## Task description
Find the word "persisted" in the records below. List each line containing it.

● ● ●

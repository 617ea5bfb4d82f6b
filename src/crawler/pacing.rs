//! Randomized inter-request pacing
//!
//! A uniformly random delay between successive fetches keeps the run under
//! remote rate-limiting and anti-bot thresholds. The first request of a run
//! is never delayed, and the same distribution applies for the whole run.

use crate::ConfigError;
use rand::Rng;
use std::time::Duration;

/// Inter-request delay generator for one run
#[derive(Debug, Clone, Copy)]
pub struct Pacer {
    wait_min: f64,
    wait_max: f64,
}

impl Pacer {
    /// Creates a pacer with bounds in seconds
    ///
    /// `wait_min == wait_max` is valid and yields that exact delay.
    pub fn new(wait_min: f64, wait_max: f64) -> Result<Self, ConfigError> {
        if !wait_min.is_finite() || !wait_max.is_finite() || wait_min < 0.0 {
            return Err(ConfigError::Validation(format!(
                "wait bounds must be finite and non-negative, got {}..{}",
                wait_min, wait_max
            )));
        }
        if wait_max < wait_min {
            return Err(ConfigError::Validation(format!(
                "wait-max ({}) must be >= wait-min ({})",
                wait_max, wait_min
            )));
        }
        Ok(Self { wait_min, wait_max })
    }

    /// Samples one delay from the configured uniform distribution
    pub fn sample_delay(&self) -> Duration {
        let seconds = if self.wait_min == self.wait_max {
            self.wait_min
        } else {
            rand::thread_rng().gen_range(self.wait_min..=self.wait_max)
        };
        Duration::from_secs_f64(seconds)
    }

    /// Suspends the calling task before a request
    ///
    /// No delay precedes the first request of a run; every later request
    /// waits a sampled duration first.
    pub async fn pause_before(&self, is_first: bool) {
        if is_first {
            return;
        }
        let delay = self.sample_delay();
        tracing::info!("Waiting {:.2}s before the next page", delay.as_secs_f64());
        tokio::time::sleep(delay).await;
    }
}
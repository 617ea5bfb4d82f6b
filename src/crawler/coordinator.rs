//! Crawl orchestration
//!
//! The coordinator drives one run: for every selected page number it asks
//! the pacer for a delay, the crawl API for content, the extractor for the
//! requested payload, persists the page, and finally hands the accumulated
//! pages to the uploader. A single page's failure never aborts the run;
//! only a run that crawls zero pages is reported as an error.

use crate::config::Config;
use crate::crawler::extractor::{extract_content, OutputKind};
use crate::crawler::fetcher::ScrapeClient;
use crate::crawler::pacing::Pacer;
use crate::crawler::selector::PageSelector;
use crate::kb::{UploadOutcome, Uploader};
use crate::output::PageWriter;
use crate::{ConfigError, PageliftError};
use serde::Serialize;
use std::path::PathBuf;

/// How much extracted content is echoed into the log
const PREVIEW_LIMIT: usize = 100;

/// Per-run options collected from the CLI
#[derive(Debug, Clone)]
pub struct RunOptions {
    /// Base URL; the page number is appended by plain string concatenation
    pub base_url: String,

    /// Which page numbers to crawl, and in what order
    pub selector: PageSelector,

    /// Which payload to extract and persist
    pub output_kind: OutputKind,

    /// Knowledge-base document id prefix; required unless `skip_upload`
    pub doc_id: Option<String>,

    /// Knowledge-base name; required unless `skip_upload`
    pub knowledge_base: Option<String>,

    /// Crawl only; do not push anything to the knowledge base
    pub skip_upload: bool,

    /// Minimum inter-page delay in seconds
    pub wait_min: f64,

    /// Maximum inter-page delay in seconds
    pub wait_max: f64,
}

/// Overall status of a run
#[derive(Debug, Clone, Copy, PartialEq, Eq, Serialize)]
#[serde(rename_all = "lowercase")]
pub enum RunStatus {
    Success,
    Error,
}

/// The single, aggregated result of a full run
#[derive(Debug, Clone, Serialize)]
pub struct ProcessSummary {
    pub status: RunStatus,

    #[serde(skip_serializing_if = "Option::is_none")]
    pub message: Option<String>,

    pub crawled_pages: usize,

    pub total_pages: usize,

    pub uploaded_pages: usize,

    pub details: Vec<UploadOutcome>,
}

/// One successfully crawled and persisted page
#[derive(Debug, Clone)]
pub struct CrawledPage {
    pub page_number: u64,

    pub url: String,

    pub content: String,

    pub output_kind: OutputKind,

    pub saved_path: Option<PathBuf>,
}

/// Drives a full crawl-and-upload run
pub struct Coordinator {
    config: Config,
    options: RunOptions,
    scrape: ScrapeClient,
    pacer: Pacer,
    writer: PageWriter,
    uploader: Option<Uploader>,
}

impl Coordinator {
    /// Creates a coordinator, validating run options before any network
    /// activity
    ///
    /// # Arguments
    ///
    /// * `config` - Resolved service configuration
    /// * `options` - Per-run options from the CLI
    ///
    /// # Returns
    ///
    /// * `Ok(Coordinator)` - Ready to run
    /// * `Err(PageliftError)` - Invalid options or client construction failed
    pub fn new(config: Config, options: RunOptions) -> Result<Self, PageliftError> {
        let pacer = Pacer::new(options.wait_min, options.wait_max)?;

        if !options.skip_upload {
            if options.doc_id.as_deref().map_or(true, str::is_empty) {
                return Err(ConfigError::Validation(
                    "doc-id is required unless --skip-upload is set".to_string(),
                )
                .into());
            }
            if options
                .knowledge_base
                .as_deref()
                .map_or(true, str::is_empty)
            {
                return Err(ConfigError::Validation(
                    "knowledge-base is required unless --skip-upload is set".to_string(),
                )
                .into());
            }
        }

        let scrape = ScrapeClient::new(&config.crawl_api)?;
        let writer = PageWriter::new(&config.output.dir);
        let uploader = if options.skip_upload {
            None
        } else {
            Some(Uploader::new(&config.knowledge_base)?)
        };

        Ok(Self {
            config,
            options,
            scrape,
            pacer,
            writer,
            uploader,
        })
    }

    /// Runs the full process: crawl every selected page, then upload
    ///
    /// Never fails mid-run; every per-page problem is logged and the run
    /// continues. The returned summary is the authoritative result.
    pub async fn process(&self) -> ProcessSummary {
        let pages = self.options.selector.pages();
        let total_pages = pages.len();

        tracing::info!(
            "Starting run: {} pages from {}",
            total_pages,
            self.options.base_url
        );

        let mut crawled: Vec<CrawledPage> = Vec::new();

        for (i, &page_number) in pages.iter().enumerate() {
            self.pacer.pause_before(i == 0).await;

            if let Some(page) = self.crawl_page(page_number).await {
                crawled.push(page);
            }
        }

        tracing::info!("Crawl finished: {}/{} pages", crawled.len(), total_pages);

        if crawled.is_empty() {
            return ProcessSummary {
                status: RunStatus::Error,
                message: Some("no pages were successfully crawled".to_string()),
                crawled_pages: 0,
                total_pages,
                uploaded_pages: 0,
                details: Vec::new(),
            };
        }

        let (uploaded_pages, details) = match &self.uploader {
            Some(uploader) => self.upload_pages(uploader, &crawled).await,
            None => {
                tracing::info!("Skipping knowledge-base upload");
                (0, Vec::new())
            }
        };

        ProcessSummary {
            status: RunStatus::Success,
            message: None,
            crawled_pages: crawled.len(),
            total_pages,
            uploaded_pages,
            details,
        }
    }

    /// Crawls one page: fetch, extract, persist
    ///
    /// Returns `None` on any per-page failure; the failure has already been
    /// logged.
    async fn crawl_page(&self, page_number: u64) -> Option<CrawledPage> {
        // Derived URL is plain concatenation; the base URL carries any
        // separator it needs.
        let url = format!("{}{}", self.options.base_url, page_number);
        let kind = self.options.output_kind;

        tracing::info!("Fetching page {}: {}", page_number, url);

        let response = match self.scrape.scrape(&url, &[kind]).await {
            Ok(r) => r,
            Err(e) => {
                tracing::error!("Page {} fetch failed: {}", page_number, e);
                return None;
            }
        };

        let content = match extract_content(
            &response,
            kind,
            &self.config.extractor.strip_selectors,
        ) {
            Some(c) => c,
            None => {
                let (has_markdown, has_html) = response
                    .data
                    .as_ref()
                    .map(|d| (d.markdown.is_some(), d.html.is_some()))
                    .unwrap_or((false, false));
                tracing::warn!(
                    "Page {} returned no usable {} content (markdown present: {}, html present: {})",
                    page_number,
                    kind.as_format(),
                    has_markdown,
                    has_html
                );
                return None;
            }
        };

        let preview: String = content.chars().take(PREVIEW_LIMIT).collect();
        tracing::info!("Page {} content preview: {}", page_number, preview);

        let saved_path = match self
            .writer
            .save_page(&content, kind, Some(page_number), &url)
        {
            Ok(path) => {
                tracing::info!("Page {} saved to {}", page_number, path.display());
                path
            }
            Err(e) => {
                tracing::error!("Failed to save page {}: {}", page_number, e);
                return None;
            }
        };

        Some(CrawledPage {
            page_number,
            url,
            content,
            output_kind: kind,
            saved_path: Some(saved_path),
        })
    }

    /// Uploads every crawled page, one knowledge-base document per page
    ///
    /// A page's upload failure is recorded in its outcome and does not block
    /// the remaining pages.
    async fn upload_pages(
        &self,
        uploader: &Uploader,
        crawled: &[CrawledPage],
    ) -> (usize, Vec<UploadOutcome>) {
        // Both are guaranteed present by Coordinator::new
        let doc_id = self.options.doc_id.as_deref().unwrap_or_default();
        let kb_name = self.options.knowledge_base.as_deref().unwrap_or_default();

        let mut uploaded_pages = 0;
        let mut details = Vec::with_capacity(crawled.len());

        for page in crawled {
            let document_id = format!("{}-page-{}", doc_id, page.page_number);
            tracing::info!(
                "Uploading page {} as document {}",
                page.page_number,
                document_id
            );

            match uploader
                .upload(
                    &page.content,
                    &document_id,
                    kb_name,
                    page.output_kind.as_format(),
                )
                .await
            {
                Ok(chunk_count) => {
                    tracing::info!(
                        "Page {} uploaded ({} chunks)",
                        page.page_number,
                        chunk_count
                    );
                    uploaded_pages += 1;
                    details.push(UploadOutcome::success(
                        page.page_number,
                        document_id,
                        chunk_count,
                    ));
                }
                Err(e) => {
                    tracing::error!("Page {} upload failed: {}", page.page_number, e);
                    details.push(UploadOutcome::error(
                        page.page_number,
                        document_id,
                        e.to_string(),
                    ));
                }
            }
        }

        (uploaded_pages, details)
    }
}
//! Configuration loading and validation
//!
//! Credentials for both external services live in a TOML file; API keys may
//! be omitted there and supplied through environment variables instead.
//! Missing credentials are a startup-time fatal error.

mod parser;
mod types;
mod validation;

pub use parser::{load_config, load_config_with_hash, CRAWL_API_KEY_ENV, KB_API_KEY_ENV};
pub use types::{Config, ExtractorConfig, OutputConfig, ServiceConfig};
pub use validation::validate;
//! Page persistence
//!
//! Writes one file per crawled page under the configured output directory.

mod writer;

pub use writer::{article_file_stem, PageWriter};
//! Per-page upload coordination
//!
//! Chunks one page's content and pushes the chunks into a knowledge-base
//! document. Two ordered strategies are tried: the structured client path
//! (dataset lookup, document lookup/create, per-chunk append), then a raw
//! authenticated HTTP call carrying all chunks at once. Only when both fail
//! is the page-level upload considered failed.

use crate::chunk::{chunk_text, DEFAULT_CHUNK_SIZE, DEFAULT_OVERLAP};
use crate::config::ServiceConfig;
use crate::kb::client::{DocumentMetadata, KbClient};
use crate::{KbError, UploadError};
use reqwest::Client;
use serde::Serialize;
use std::time::Duration;

/// Upload result status for one page
#[derive(Debug, Clone, Copy, PartialEq, Eq, Serialize)]
#[serde(rename_all = "lowercase")]
pub enum UploadStatus {
    Success,
    Error,
}

/// The recorded result of one page's upload
#[derive(Debug, Clone, Serialize)]
pub struct UploadOutcome {
    pub page_number: u64,

    pub document_id: String,

    pub status: UploadStatus,

    pub chunk_count: usize,

    #[serde(skip_serializing_if = "Option::is_none")]
    pub error_detail: Option<String>,
}

impl UploadOutcome {
    /// Builds a success outcome
    pub fn success(page_number: u64, document_id: String, chunk_count: usize) -> Self {
        Self {
            page_number,
            document_id,
            status: UploadStatus::Success,
            chunk_count,
            error_detail: None,
        }
    }

    /// Builds an error outcome
    pub fn error(page_number: u64, document_id: String, detail: String) -> Self {
        Self {
            page_number,
            document_id,
            status: UploadStatus::Error,
            chunk_count: 0,
            error_detail: Some(detail),
        }
    }
}

/// Request body for the raw one-shot fallback
#[derive(Debug, Serialize)]
struct FallbackUploadRequest<'a> {
    chunks: &'a [String],
    metadata: DocumentMetadata<'a>,
}

/// Chunks content and pushes it into the knowledge base
pub struct Uploader {
    kb: KbClient,
    http: Client,
    api_url: String,
    api_key: String,
    chunk_size: usize,
    overlap: usize,
}

impl Uploader {
    /// Creates an uploader for the configured knowledge-base endpoint
    pub fn new(config: &ServiceConfig) -> Result<Self, reqwest::Error> {
        let http = Client::builder()
            .timeout(Duration::from_secs(60))
            .connect_timeout(Duration::from_secs(10))
            .build()?;

        Ok(Self {
            kb: KbClient::new(config)?,
            http,
            api_url: config.api_url.trim_end_matches('/').to_string(),
            api_key: config.api_key.clone(),
            chunk_size: DEFAULT_CHUNK_SIZE,
            overlap: DEFAULT_OVERLAP,
        })
    }

    /// Uploads one page's content under the given document id
    ///
    /// Tries the structured client path first and falls back to the raw
    /// HTTP call on any error. Transient and permanent failures are treated
    /// identically: each strategy runs once, in order.
    ///
    /// # Arguments
    ///
    /// * `content` - The page content to chunk and push
    /// * `document_id` - Target document id within the knowledge base
    /// * `kb_name` - Knowledge-base name to look up
    /// * `format` - Content format recorded in document metadata
    ///
    /// # Returns
    ///
    /// * `Ok(chunk_count)` - Number of chunks pushed by the strategy that
    ///   succeeded
    /// * `Err(UploadError)` - Both strategies failed
    pub async fn upload(
        &self,
        content: &str,
        document_id: &str,
        kb_name: &str,
        format: &str,
    ) -> Result<usize, UploadError> {
        let chunks = chunk_text(content, self.chunk_size, self.overlap);
        tracing::info!("Split document {} into {} chunks", document_id, chunks.len());

        let primary_err = match self
            .upload_via_client(&chunks, document_id, kb_name, format)
            .await
        {
            Ok(count) => return Ok(count),
            Err(e) => {
                tracing::warn!(
                    "Structured client path failed for {}: {}; falling back to raw HTTP",
                    document_id,
                    e
                );
                e
            }
        };

        match self
            .upload_via_http(&chunks, document_id, kb_name, format)
            .await
        {
            Ok(()) => {
                tracing::info!("Raw HTTP fallback succeeded for {}", document_id);
                Ok(chunks.len())
            }
            Err(fallback_err) => Err(UploadError::Exhausted {
                document_id: document_id.to_string(),
                primary: primary_err.to_string(),
                fallback: fallback_err.to_string(),
            }),
        }
    }

    /// Structured client path: dataset lookup, document lookup/create, then
    /// one append per non-blank chunk
    async fn upload_via_client(
        &self,
        chunks: &[String],
        document_id: &str,
        kb_name: &str,
        format: &str,
    ) -> Result<usize, KbError> {
        let dataset = self.kb.find_dataset(kb_name).await?;
        tracing::debug!("Found knowledge base '{}' ({})", dataset.name, dataset.id);

        let metadata = DocumentMetadata {
            source: "crawl-api",
            format,
        };

        let document = match self.kb.find_document(&dataset.id, document_id).await? {
            Some(existing) => existing,
            None => {
                let created = self
                    .kb
                    .create_document(&dataset.id, document_id, metadata)
                    .await?;
                tracing::debug!("Created document {}", created.id);
                created
            }
        };

        let mut added = 0;
        for chunk in chunks {
            if chunk.trim().is_empty() {
                continue;
            }
            self.kb.add_chunk(&dataset.id, &document.id, chunk).await?;
            added += 1;
        }

        Ok(added)
    }

    /// Raw fallback: a single authenticated POST carrying all chunks
    async fn upload_via_http(
        &self,
        chunks: &[String],
        document_id: &str,
        kb_name: &str,
        format: &str,
    ) -> Result<(), KbError> {
        let request = FallbackUploadRequest {
            chunks,
            metadata: DocumentMetadata {
                source: "crawl-api",
                format,
            },
        };

        let response = self
            .http
            .post(format!(
                "{}/knowledge_bases/{}/documents/{}",
                self.api_url, kb_name, document_id
            ))
            .bearer_auth(&self.api_key)
            .json(&request)
            .send()
            .await?;

        let status = response.status();
        if !status.is_success() {
            let detail = match response.text().await {
                Ok(body) => body.chars().take(500).collect(),
                Err(_) => String::from("<unreadable body>"),
            };
            return Err(KbError::Status {
                status: status.as_u16(),
                detail,
            });
        }

        Ok(())
    }
}
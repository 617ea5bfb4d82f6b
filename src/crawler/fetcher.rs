//! Crawl-API client
//!
//! This module handles all traffic against the remote crawling API:
//! - Building an HTTP client with sane timeouts
//! - Bearer-authenticated scrape requests for one URL at a time
//! - Typed response decoding, validated once at the boundary
//! - Error classification into recoverable [`FetchError`] variants

use crate::config::ServiceConfig;
use crate::crawler::OutputKind;
use crate::FetchError;
use reqwest::Client;
use serde::{Deserialize, Serialize};
use std::time::Duration;

/// Upper bound on remote page processing, sent with every scrape request
/// (milliseconds)
const REMOTE_TIMEOUT_MS: u64 = 30_000;

/// How much of an error response body is kept for logging
const ERROR_DETAIL_LIMIT: usize = 500;

/// Request body for one scrape call
#[derive(Debug, Serialize)]
struct ScrapeRequest<'a> {
    url: &'a str,
    formats: Vec<&'static str>,
    timeout: u64,
}

/// Response envelope from the crawl API
///
/// Every field the service may omit is optional here; downstream code never
/// touches loosely-typed maps.
#[derive(Debug, Clone, Deserialize)]
pub struct ScrapeResponse {
    #[serde(default)]
    pub success: bool,

    pub data: Option<ScrapeData>,
}

/// Content payload of a scrape response
#[derive(Debug, Clone, Deserialize)]
pub struct ScrapeData {
    pub markdown: Option<String>,

    pub html: Option<String>,

    pub metadata: Option<ScrapeMetadata>,
}

/// Page metadata reported by the crawl API
#[derive(Debug, Clone, Deserialize)]
pub struct ScrapeMetadata {
    pub title: Option<String>,
}

/// Client for the crawl API
///
/// Constructed once from configuration and passed by reference; there is no
/// process-wide session.
#[derive(Debug, Clone)]
pub struct ScrapeClient {
    http: Client,
    api_url: String,
    api_key: String,
}

impl ScrapeClient {
    /// Creates a client for the configured crawl-API endpoint
    ///
    /// # Arguments
    ///
    /// * `config` - Endpoint and bearer token for the crawl API
    ///
    /// # Returns
    ///
    /// * `Ok(ScrapeClient)` - Successfully built client
    /// * `Err(reqwest::Error)` - Failed to build the underlying HTTP client
    pub fn new(config: &ServiceConfig) -> Result<Self, reqwest::Error> {
        let http = Client::builder()
            .timeout(Duration::from_secs(60))
            .connect_timeout(Duration::from_secs(10))
            .gzip(true)
            .brotli(true)
            .build()?;

        Ok(Self {
            http,
            api_url: config.api_url.clone(),
            api_key: config.api_key.clone(),
        })
    }

    /// Fetches one URL through the crawl API
    ///
    /// Sends a bearer-authenticated POST with the target URL, the desired
    /// output formats, and a fixed upper bound on remote processing time.
    /// Any non-2xx status (with response detail captured when available),
    /// network failure, undecodable body, or missing data payload is a
    /// recoverable [`FetchError`]; the caller decides whether to continue.
    ///
    /// # Arguments
    ///
    /// * `url` - The page URL to scrape
    /// * `formats` - Which payloads to request (markdown and/or html)
    pub async fn scrape(
        &self,
        url: &str,
        formats: &[OutputKind],
    ) -> Result<ScrapeResponse, FetchError> {
        let request = ScrapeRequest {
            url,
            formats: formats.iter().map(|f| f.as_format()).collect(),
            timeout: REMOTE_TIMEOUT_MS,
        };

        tracing::debug!("Requesting crawl API {} for {}", self.api_url, url);

        let response = self
            .http
            .post(&self.api_url)
            .bearer_auth(&self.api_key)
            .json(&request)
            .send()
            .await
            .map_err(|e| FetchError::Request {
                url: url.to_string(),
                source: e,
            })?;

        let status = response.status();
        if !status.is_success() {
            let detail = match response.text().await {
                Ok(body) => body.chars().take(ERROR_DETAIL_LIMIT).collect(),
                Err(_) => String::from("<unreadable body>"),
            };
            return Err(FetchError::Status {
                url: url.to_string(),
                status: status.as_u16(),
                detail,
            });
        }

        let parsed: ScrapeResponse =
            response.json().await.map_err(|e| FetchError::Decode {
                url: url.to_string(),
                message: e.to_string(),
            })?;

        if parsed.data.is_none() {
            return Err(FetchError::MissingData {
                url: url.to_string(),
            });
        }

        Ok(parsed)
    }
}
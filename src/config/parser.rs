use crate::config::types::{default_strip_selectors, Config, ExtractorConfig, OutputConfig, ServiceConfig};
use crate::config::validation::validate;
use crate::ConfigError;
use serde::Deserialize;
use sha2::{Digest, Sha256};
use std::path::Path;

/// Environment variable consulted when `[crawl-api] api-key` is absent
pub const CRAWL_API_KEY_ENV: &str = "PAGELIFT_CRAWL_API_KEY";

/// Environment variable consulted when `[knowledge-base] api-key` is absent
pub const KB_API_KEY_ENV: &str = "PAGELIFT_KB_API_KEY";

/// On-disk configuration shape
///
/// API keys are optional here; [`resolve`] fills them from the environment
/// and fails when neither source supplies one.
#[derive(Debug, Deserialize)]
struct RawConfig {
    #[serde(rename = "crawl-api")]
    crawl_api: RawServiceConfig,

    #[serde(rename = "knowledge-base")]
    knowledge_base: RawServiceConfig,

    output: RawOutputConfig,

    #[serde(default)]
    extractor: RawExtractorConfig,
}

#[derive(Debug, Deserialize)]
struct RawServiceConfig {
    #[serde(rename = "api-url")]
    api_url: String,

    #[serde(rename = "api-key")]
    api_key: Option<String>,
}

#[derive(Debug, Deserialize)]
struct RawOutputConfig {
    dir: String,
}

#[derive(Debug, Default, Deserialize)]
struct RawExtractorConfig {
    #[serde(rename = "strip-selectors")]
    strip_selectors: Option<Vec<String>>,
}

/// Loads, resolves, and validates a configuration file
///
/// # Arguments
///
/// * `path` - Path to the TOML configuration file
///
/// # Returns
///
/// * `Ok(Config)` - Successfully loaded and validated configuration
/// * `Err(ConfigError)` - Failed to load, parse, resolve, or validate
pub fn load_config(path: &Path) -> Result<Config, ConfigError> {
    let content = std::fs::read_to_string(path)?;

    let raw: RawConfig = toml::from_str(&content)?;

    let config = resolve(
        raw,
        std::env::var(CRAWL_API_KEY_ENV).ok(),
        std::env::var(KB_API_KEY_ENV).ok(),
    )?;

    validate(&config)?;

    Ok(config)
}

/// Loads a configuration and returns both the config and a SHA-256 hash of
/// the file content, used to log which configuration a run executed with.
pub fn load_config_with_hash(path: &Path) -> Result<(Config, String), ConfigError> {
    let config = load_config(path)?;
    let hash = compute_config_hash(path)?;
    Ok((config, hash))
}

/// Computes a hex-encoded SHA-256 hash of the configuration file content
pub fn compute_config_hash(path: &Path) -> Result<String, ConfigError> {
    let content = std::fs::read_to_string(path)?;
    let mut hasher = Sha256::new();
    hasher.update(content.as_bytes());
    Ok(hex::encode(hasher.finalize()))
}

/// Applies environment fallback for API keys and fixes defaults
fn resolve(
    raw: RawConfig,
    crawl_key_env: Option<String>,
    kb_key_env: Option<String>,
) -> Result<Config, ConfigError> {
    let crawl_key = raw.crawl_api.api_key.or(crawl_key_env).ok_or(
        ConfigError::MissingCredential {
            service: "crawl API",
            env_var: CRAWL_API_KEY_ENV,
        },
    )?;

    let kb_key = raw.knowledge_base.api_key.or(kb_key_env).ok_or(
        ConfigError::MissingCredential {
            service: "knowledge-base",
            env_var: KB_API_KEY_ENV,
        },
    )?;

    Ok(Config {
        crawl_api: ServiceConfig {
            api_url: raw.crawl_api.api_url,
            api_key: crawl_key,
        },
        knowledge_base: ServiceConfig {
            api_url: raw.knowledge_base.api_url,
            api_key: kb_key,
        },
        output: OutputConfig {
            dir: raw.output.dir,
        },
        extractor: ExtractorConfig {
            strip_selectors: raw
                .extractor
                .strip_selectors
                .unwrap_or_else(default_strip_selectors),
        },
    })
}
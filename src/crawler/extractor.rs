//! Content extraction from crawl-API responses
//!
//! Selects the requested payload (markdown or HTML) from a scrape response.
//! A missing or empty payload is an expected outcome for pages with no
//! renderable content; it is reported as `None`, never as an error. HTML
//! output is additionally sanitized: cosmetic elements are stripped and a
//! `<head><title>` is guaranteed.

use crate::crawler::fetcher::ScrapeResponse;
use clap::ValueEnum;
use scraper::{Html, Selector};

/// Which payload a run extracts and persists
#[derive(Debug, Clone, Copy, PartialEq, Eq, ValueEnum)]
pub enum OutputKind {
    Markdown,
    Html,
}

impl OutputKind {
    /// Format name used on the crawl-API wire and in upload metadata
    pub fn as_format(&self) -> &'static str {
        match self {
            Self::Markdown => "markdown",
            Self::Html => "html",
        }
    }

    /// File extension for persisted pages
    pub fn extension(&self) -> &'static str {
        match self {
            Self::Markdown => "md",
            Self::Html => "html",
        }
    }
}

/// Pulls the requested content out of a scrape response
///
/// Returns `None` when the field is missing or empty. For HTML the content
/// is sanitized with the configured strip selectors and given a title from
/// the response metadata when the markup lacks one.
pub fn extract_content(
    response: &ScrapeResponse,
    kind: OutputKind,
    strip_selectors: &[String],
) -> Option<String> {
    let data = response.data.as_ref()?;

    match kind {
        OutputKind::Markdown => data
            .markdown
            .as_deref()
            .filter(|s| !s.is_empty())
            .map(|s| s.to_string()),
        OutputKind::Html => {
            let html = data.html.as_deref().filter(|s| !s.is_empty())?;
            let title = data.metadata.as_ref().and_then(|m| m.title.as_deref());
            Some(sanitize_html(html, title, strip_selectors))
        }
    }
}

/// Strips cosmetic elements and guarantees a `<head><title>`
///
/// The reported page title is truncated at the first `|` delimiter before
/// insertion, dropping site-name suffixes.
pub fn sanitize_html(html: &str, title: Option<&str>, strip_selectors: &[String]) -> String {
    let document = Html::parse_document(html);
    let mut cleaned = html.to_string();

    for selector_str in strip_selectors {
        match Selector::parse(selector_str) {
            Ok(selector) => {
                for element in document.select(&selector) {
                    let fragment = element.html();
                    // The serialized fragment may differ from the source
                    // bytes; unmatched fragments are left in place.
                    if let Some(pos) = cleaned.find(&fragment) {
                        cleaned.replace_range(pos..pos + fragment.len(), "");
                    }
                }
            }
            Err(e) => {
                tracing::warn!("Skipping invalid strip selector '{}': {}", selector_str, e);
            }
        }
    }

    ensure_title(cleaned, title)
}

/// Inserts a `<title>` derived from the reported page title when the markup
/// has none
fn ensure_title(html: String, title: Option<&str>) -> String {
    let document = Html::parse_document(&html);
    if let Ok(selector) = Selector::parse("head > title") {
        if document.select(&selector).next().is_some() {
            return html;
        }
    }

    let short_title = title
        .map(|t| t.split('|').next().unwrap_or("").trim())
        .unwrap_or("");
    let tag = format!("<title>{}</title>", short_title);

    if let Some(pos) = html.find("<head>") {
        let mut out = html.clone();
        out.insert_str(pos + "<head>".len(), &tag);
        out
    } else if let Some(pos) = html.find("<html>") {
        let mut out = html.clone();
        out.insert_str(pos + "<html>".len(), &format!("<head>{}</head>", tag));
        out
    } else {
        format!("<head>{}</head>{}", tag, html)
    }
}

● ● ●

## Solution for this exercise
/// One successfully crawled and persisted page
    /// File extension for persisted pages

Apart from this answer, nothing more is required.